Treatment and control

Treatment and control:

The patient is aware and needs sedation and constant nursing. Intravenous injection of large initial dosage of antitoxin (30,000 - 200,000 units) followed by intramuscular injection, are suggested instantly. The wound is cleaned and left open with a loose pack. Surgical elimination of necrotic tissue is necessary.

The patient is specified 10,000 units of human tetanus immunoglobin (i.e., HTIG) in saline by slow intravenous infusion. Penicillin or metronidazole is specified for as long as considered essential. Previously immunized individual whenever wounded must be specified booster dose of tetanus toxoid to stimulate the antitoxin production.

Epidemiology:

Tetanus comes under the main lethal infections. There are approximately 1 million deaths annually from tetanus of which 400,000 are due to the neonatal tetanus. Therefore the disease differs from country to country, and is universally proportional to socio-economic growth and standard of living, preventive medicine and organization of wound. Treatment of the umbilical cord with cow dung, tying of umbilical cord with primitive lygatures and ear piercing through unsterile instruments might cause tetanus.

Prevention and Control:

Wound management is of the primary and foremost significance. Or else tetanus spores will germinate in the unclean wounds. Active immunization: Universal active immunization with tetanus toxoid is obligatory. All persons must be actively immunized against tetanus in childhood and their immunity is sustained by booster doses of toxoid at intervals of 5 to 10 years. Tetanus toxoid is a preparation of refined toxin which has been rendered non-toxic by treatment with formaldehyde (i.e., formal toxoid). A soluble toxoid is made more efficient by absorption on to an aluminium hydroxide carrier (i.e., absorbed toxoid). Tetanus toxoid is given all along with Diphtheria and pertussis as a triple vaccine in babyhood.

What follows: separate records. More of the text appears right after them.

//! Error types for verification.

use mapicheck_client::ClusterError;
use mapicheck_model::{KeyError, MachineKey, ResourceKind};
use mapicheck_poll::PollError;
use thiserror::Error;

/// Errors from reading and resolving cluster resources.
#[derive(Debug, Error)]
pub enum ReadError {
    /// A cluster call failed.
    #[error("{action} {kind} {target:?}: {source}")]
    Cluster {
        action: &'static str,
        kind: ResourceKind,
        target: String,
        #[source]
        source: ClusterError,
    },

    /// The node has no machine annotation.
    #[error("node {node:?} does not have the machine annotation {key:?}")]
    MissingAnnotation { node: String, key: String },

    /// The machine annotation is not a valid `namespace/name` key.
    #[error("machine annotation {value:?} on node {node:?} is malformed: {source}")]
    MalformedAnnotation {
        node: String,
        value: String,
        #[source]
        source: KeyError,
    },

    /// The annotation points at a machine outside the machine namespace.
    #[error("machine {key} is forbidden to live outside of the {expected} namespace")]
    ForeignNamespace { key: MachineKey, expected: String },

    /// The machine is not backed by a node yet.
    #[error("machine {machine:?} has no node reference")]
    NoNodeRef { machine: String },
}

impl ReadError {
    pub(crate) fn cluster(
        action: &'static str,
        kind: ResourceKind,
        target: impl Into<String>,
        source: ClusterError,
    ) -> Self {
        Self::Cluster {
            action,
            kind,
            target: target.into(),
            source,
        }
    }

    /// Returns true if the underlying resource does not exist.
    pub fn is_not_found(&self) -> bool {
        matches!(self, Self::Cluster { source, .. } if source.is_not_found())
    }

    /// The cluster error behind this read failure, if any.
    pub fn cluster_error(&self) -> Option<&ClusterError> {
        match self {
            Self::Cluster { source, .. } => Some(source),
            _ => None,
        }
    }
}

/// Workflow errors. Each variant names the stage that failed.
#[derive(Debug, Error)]
pub enum VerifyError {
    #[error("did not reach expected number of nodes ({target}): {source}")]
    ClusterSize {
        target: usize,
        #[source]
        source: PollError<ReadError>,
    },

    #[error("nodes did not become ready: {0}")]
    NodesNotReady(#[source] PollError<ReadError>),

    #[error("nodes did not become schedulable: {0}")]
    NodesNotSchedulable(#[source] PollError<ReadError>),

    #[error("one machine per node condition violated in {namespace}: {source}")]
    MachineNodeMismatch {
        namespace: String,
        #[source]
        source: PollError<ReadError>,
    },

    #[error("no node found with label {label:?}: {source}")]
    NoWorkerNode {
        label: String,
        #[source]
        source: PollError<ReadError>,
    },

    #[error("failed to delete machine {name:?}: {source}")]
    DeleteMachine {
        name: String,
        #[source]
        source: PollError<ReadError>,
    },

    #[error("failed to scale machine-set {name:?}: {source}")]
    Scale {
        name: String,
        #[source]
        source: ReadError,
    },

    #[error("invalid replica count {0}: must be non-negative")]
    InvalidReplicas(i32),

    #[error(transparent)]
    Read(#[from] ReadError),
}

impl VerifyError {
    /// Returns true if a poll ran out of time.
    pub fn is_timeout(&self) -> bool {
        self.poll_error().is_some_and(PollError::is_timeout)
    }

    /// Returns true if a poll was interrupted by shutdown.
    pub fn is_cancelled(&self) -> bool {
        self.poll_error().is_some_and(PollError::is_cancelled)
    }

    fn poll_error(&self) -> Option<&PollError<ReadError>> {
        match self {
            Self::ClusterSize { source, .. }
            | Self::MachineNodeMismatch { source, .. }
            | Self::NoWorkerNode { source, .. }
            | Self::DeleteMachine { source, .. } => Some(source),
            Self::NodesNotReady(source) | Self::NodesNotSchedulable(source) => Some(source),
            Self::Scale { .. } | Self::InvalidReplicas(_) | Self::Read(_) => None,
        }
    }
}
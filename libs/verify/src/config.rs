//! Configuration for the verifier.

use std::time::Duration;

use anyhow::{Context, Result};
use mapicheck_model::well_known::{
    MACHINE_ANNOTATION, MACHINE_API_GROUP, MACHINE_API_NAMESPACE, NODE_WORKER_ROLE_LABEL,
};
use mapicheck_model::GroupResource;
use mapicheck_poll::PollPolicy;

/// Short wait (one minute).
pub const WAIT_SHORT: Duration = Duration::from_secs(60);

/// Medium wait (three minutes).
pub const WAIT_MEDIUM: Duration = Duration::from_secs(3 * 60);

/// Long wait (fifteen minutes). Provisioning infrastructure is slow.
pub const WAIT_LONG: Duration = Duration::from_secs(15 * 60);

/// Poll interval and deadline for each check.
#[derive(Debug, Clone, Copy, PartialEq, Eq)]
pub struct Timings {
    /// Node count reaching the target size.
    pub cluster_size: PollPolicy,

    /// Every node reporting `Ready=True`.
    pub nodes_ready: PollPolicy,

    /// No node flagged unschedulable.
    pub nodes_schedulable: PollPolicy,

    /// One machine per node, linked both ways.
    pub one_machine_per_node: PollPolicy,

    /// A node carrying the worker role label showing up.
    pub worker_node: PollPolicy,

    /// A machine delete going through.
    pub delete_machine: PollPolicy,
}

impl Timings {
    /// Derive every policy from the short/medium/long wait durations.
    pub fn from_waits(short: Duration, medium: Duration, long: Duration) -> Self {
        let fast = Duration::from_secs(1);
        let slow = Duration::from_secs(5);
        Self {
            cluster_size: PollPolicy::new(slow, long),
            nodes_ready: PollPolicy::new(fast, medium),
            nodes_schedulable: PollPolicy::new(fast, short),
            one_machine_per_node: PollPolicy::new(slow, medium),
            worker_node: PollPolicy::new(fast, short),
            delete_machine: PollPolicy::new(fast, short),
        }
    }
}

impl Default for Timings {
    fn default() -> Self {
        Self::from_waits(WAIT_SHORT, WAIT_MEDIUM, WAIT_LONG)
    }
}

/// Verifier configuration.
#[derive(Debug, Clone)]
pub struct VerifierConfig {
    /// Namespace the machine API manages machines in.
    pub machine_namespace: String,

    /// Node annotation holding the backing machine's `namespace/name`.
    pub machine_annotation_key: String,

    /// Node label marking worker nodes.
    pub node_worker_role_label: String,

    /// Scalable resource addressed by machine-set scale updates.
    pub machine_set_resource: GroupResource,

    /// Desired replicas assumed for machine-sets that leave it unset.
    pub default_machine_set_replicas: i32,

    /// Poll policies.
    pub timings: Timings,
}

impl Default for VerifierConfig {
    fn default() -> Self {
        Self {
            machine_namespace: MACHINE_API_NAMESPACE.to_string(),
            machine_annotation_key: MACHINE_ANNOTATION.to_string(),
            node_worker_role_label: NODE_WORKER_ROLE_LABEL.to_string(),
            machine_set_resource: GroupResource::new(MACHINE_API_GROUP, "machinesets"),
            default_machine_set_replicas: 0,
            timings: Timings::default(),
        }
    }
}

fn env_secs(name: &str, default: Duration) -> Result<Duration> {
    let secs: Option<u64> = std::env::var(name)
        .ok()
        .map(|v| v.parse())
        .transpose()
        .with_context(|| format!("{name} must be an integer (seconds)."))?;
    Ok(secs.map(Duration::from_secs).unwrap_or(default))
}

impl VerifierConfig {
    /// Load configuration from environment variables.
    ///
    /// Unset variables fall back to the defaults.
    pub fn from_env() -> Result<Self> {
        let defaults = Self::default();

        let machine_namespace = std::env::var("MAPICHECK_MACHINE_NAMESPACE")
            .unwrap_or(defaults.machine_namespace);

        let machine_annotation_key = std::env::var("MAPICHECK_MACHINE_ANNOTATION")
            .unwrap_or(defaults.machine_annotation_key);

        let node_worker_role_label = std::env::var("MAPICHECK_WORKER_ROLE_LABEL")
            .unwrap_or(defaults.node_worker_role_label);

        let machine_api_group = std::env::var("MAPICHECK_MACHINE_API_GROUP")
            .unwrap_or_else(|_| MACHINE_API_GROUP.to_string());

        let default_machine_set_replicas: i32 = std::env::var("MAPICHECK_DEFAULT_REPLICAS")
            .ok()
            .map(|v| v.parse())
            .transpose()
            .context("MAPICHECK_DEFAULT_REPLICAS must be an integer.")?
            .unwrap_or(defaults.default_machine_set_replicas);

        let timings = Timings::from_waits(
            env_secs("MAPICHECK_WAIT_SHORT_SECS", WAIT_SHORT)?,
            env_secs("MAPICHECK_WAIT_MEDIUM_SECS", WAIT_MEDIUM)?,
            env_secs("MAPICHECK_WAIT_LONG_SECS", WAIT_LONG)?,
        );

        Ok(Self {
            machine_namespace,
            machine_annotation_key,
            node_worker_role_label,
            machine_set_resource: GroupResource::new(machine_api_group, "machinesets"),
            default_machine_set_replicas,
            timings,
        })
    }
}
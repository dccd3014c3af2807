//! Scale command (set machine-set replicas).

use anyhow::{Context, Result};
use clap::Args;

use crate::output::{print_info, print_single, print_success, OutputFormat};

use super::CommandContext;

/// Scale command - set the desired replicas of a machine-set.
#[derive(Debug, Args)]
pub struct ScaleCommand {
    /// Machine-set name.
    machine_set: String,

    /// Desired replicas.
    replicas: u32,

    /// After scaling, wait for the cluster to reach this many nodes.
    #[arg(long, value_name = "SIZE")]
    wait: Option<usize>,
}

impl ScaleCommand {
    pub async fn run(self, ctx: CommandContext) -> Result<()> {
        let replicas = i32::try_from(self.replicas)
            .with_context(|| format!("Replica count {} is too large", self.replicas))?;

        let scale = ctx
            .verifier
            .scale_machine_set(&self.machine_set, replicas)
            .await?;

        match ctx.format {
            OutputFormat::Json => print_single(&scale),
            OutputFormat::Table => print_success(&format!(
                "Scaled machine-set {} to {} replicas",
                scale.name, scale.replicas
            )),
        }

        if let Some(size) = self.wait {
            print_info(&format!("Waiting for the cluster to reach {size} nodes"));
            ctx.verifier.wait_for_cluster_size(size).await?;
            print_success(&format!("Cluster converged on {size} nodes"));
        }
        Ok(())
    }
}
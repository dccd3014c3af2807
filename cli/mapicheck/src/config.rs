//! Connection settings.
//!
//! Read from `config.json` in the platform config directory. Flags and
//! environment variables override the file.

use std::fs;
use std::path::{Path, PathBuf};
use std::time::Duration;

use anyhow::{Context, Result};
use directories::ProjectDirs;
use mapicheck_client::HttpClusterConfig;
use serde::{Deserialize, Serialize};

/// Configuration file name.
const CONFIG_FILE: &str = "config.json";

fn config_dir() -> Result<PathBuf> {
    ProjectDirs::from("io", "mapicheck", "mapicheck")
        .map(|dirs| dirs.config_dir().to_path_buf())
        .ok_or_else(|| anyhow::anyhow!("Could not determine config directory"))
}

/// CLI configuration.
#[derive(Debug, Clone, PartialEq, Eq, Serialize, Deserialize)]
pub struct Config {
    /// API server URL.
    #[serde(default = "default_api_url")]
    pub api_url: String,

    /// Bearer token.
    #[serde(default, skip_serializing_if = "Option::is_none")]
    pub token: Option<String>,

    /// Skip TLS certificate verification.
    #[serde(default)]
    pub insecure_skip_tls_verify: bool,

    /// Per-request timeout in seconds.
    #[serde(default = "default_request_timeout_secs")]
    pub request_timeout_secs: u64,
}

fn default_api_url() -> String {
    "https://127.0.0.1:6443".to_string()
}

fn default_request_timeout_secs() -> u64 {
    30
}

impl Default for Config {
    fn default() -> Self {
        Self {
            api_url: default_api_url(),
            token: None,
            insecure_skip_tls_verify: false,
            request_timeout_secs: default_request_timeout_secs(),
        }
    }
}

impl Config {
    /// Load config from the config directory, or return the default.
    pub fn load() -> Result<Self> {
        Self::load_from(&config_dir()?.join(CONFIG_FILE))
    }

    pub fn load_from(path: &Path) -> Result<Self> {
        if !path.exists() {
            return Ok(Self::default());
        }

        let contents = fs::read_to_string(path)
            .with_context(|| format!("Failed to read config from {:?}", path))?;

        serde_json::from_str(&contents)
            .with_context(|| format!("Failed to parse config from {:?}", path))
    }

    /// Client settings for the machine API served under `machine_api_group`.
    pub fn http_cluster(&self, machine_api_group: &str) -> HttpClusterConfig {
        HttpClusterConfig {
            api_url: self.api_url.clone(),
            token: self.token.clone(),
            insecure_skip_tls_verify: self.insecure_skip_tls_verify,
            request_timeout: Duration::from_secs(self.request_timeout_secs),
            machine_api_group: machine_api_group.to_string(),
            ..HttpClusterConfig::default()
        }
    }
}
//! # mapicheck-verify
//!
//! Checks that a cluster has converged to a target, internally consistent
//! state. Nothing here reconciles anything; every check observes the cluster
//! through a [`ClusterAccess`](mapicheck_client::ClusterAccess) and polls until
//! the expected state shows up or the deadline passes.
//!
//! ## Components
//!
//! - [`ResourceReader`]: lists and resolves nodes, machines and machine-sets
//! - [`ConsistencyChecker`]: the one-machine-per-node invariant
//! - [`HealthEvaluator`]: node readiness and schedulability
//! - [`ScaleCoordinator`]: scale a machine-set and wait for the cluster size
//! - [`SnapshotLogger`]: diagnostic dump of machine-set and node status
//!
//! [`ClusterVerifier`] bundles them behind one handle.

pub mod config;
pub mod consistency;
pub mod error;
pub mod health;
pub mod reader;
pub mod scale;
pub mod snapshot;
pub mod verifier;

pub use config::{Timings, VerifierConfig};
pub use consistency::{evaluate_correspondence, ConsistencyChecker, Correspondence};
pub use error::{ReadError, VerifyError};
pub use health::{nodes_are_ready, HealthEvaluator};
pub use reader::{ClusterSnapshot, ResourceReader};
pub use scale::ScaleCoordinator;
pub use snapshot::{MachineSetStatus, NodeStatus, SnapshotLogger, StatusSnapshot};
pub use verifier::ClusterVerifier;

A course of three 0.5 ml doses of tetanus toxoid with intervals of 6-12 weeks among the first two, and 6-12 months among the second and third injections. A booster dosage of 0.5 ml might be specified at intervals of 5 to 10 years to sustain immunity. A careful record must be kept of all prophylactic injections.

Passive Immunization:

Tetanus antitoxin is frequently termed as anti-tetanus serum or ATS can be acquired by immunizing horses with toxoid. This serum is of value in the prophylaxis of tetanus when provided instantly after wounding. Its utilization as a curative agent after development of tetanus is less efficient.

Combined Active and Passive Immunization:

Patients getting passive protection with antitoxin after injury must also be given tetanus toxoid. An injured non-immune patient might get from separate syringes, 1500 units of equine tetanus antitoxin or 250 units of homologous ATG intra muscularly in one arm and 0.5 ml of the adsorbed toxoid in another. The patient is recommended to have a second injection of 0.5 ml of absorbed toxoid 6-12 weeks afterward.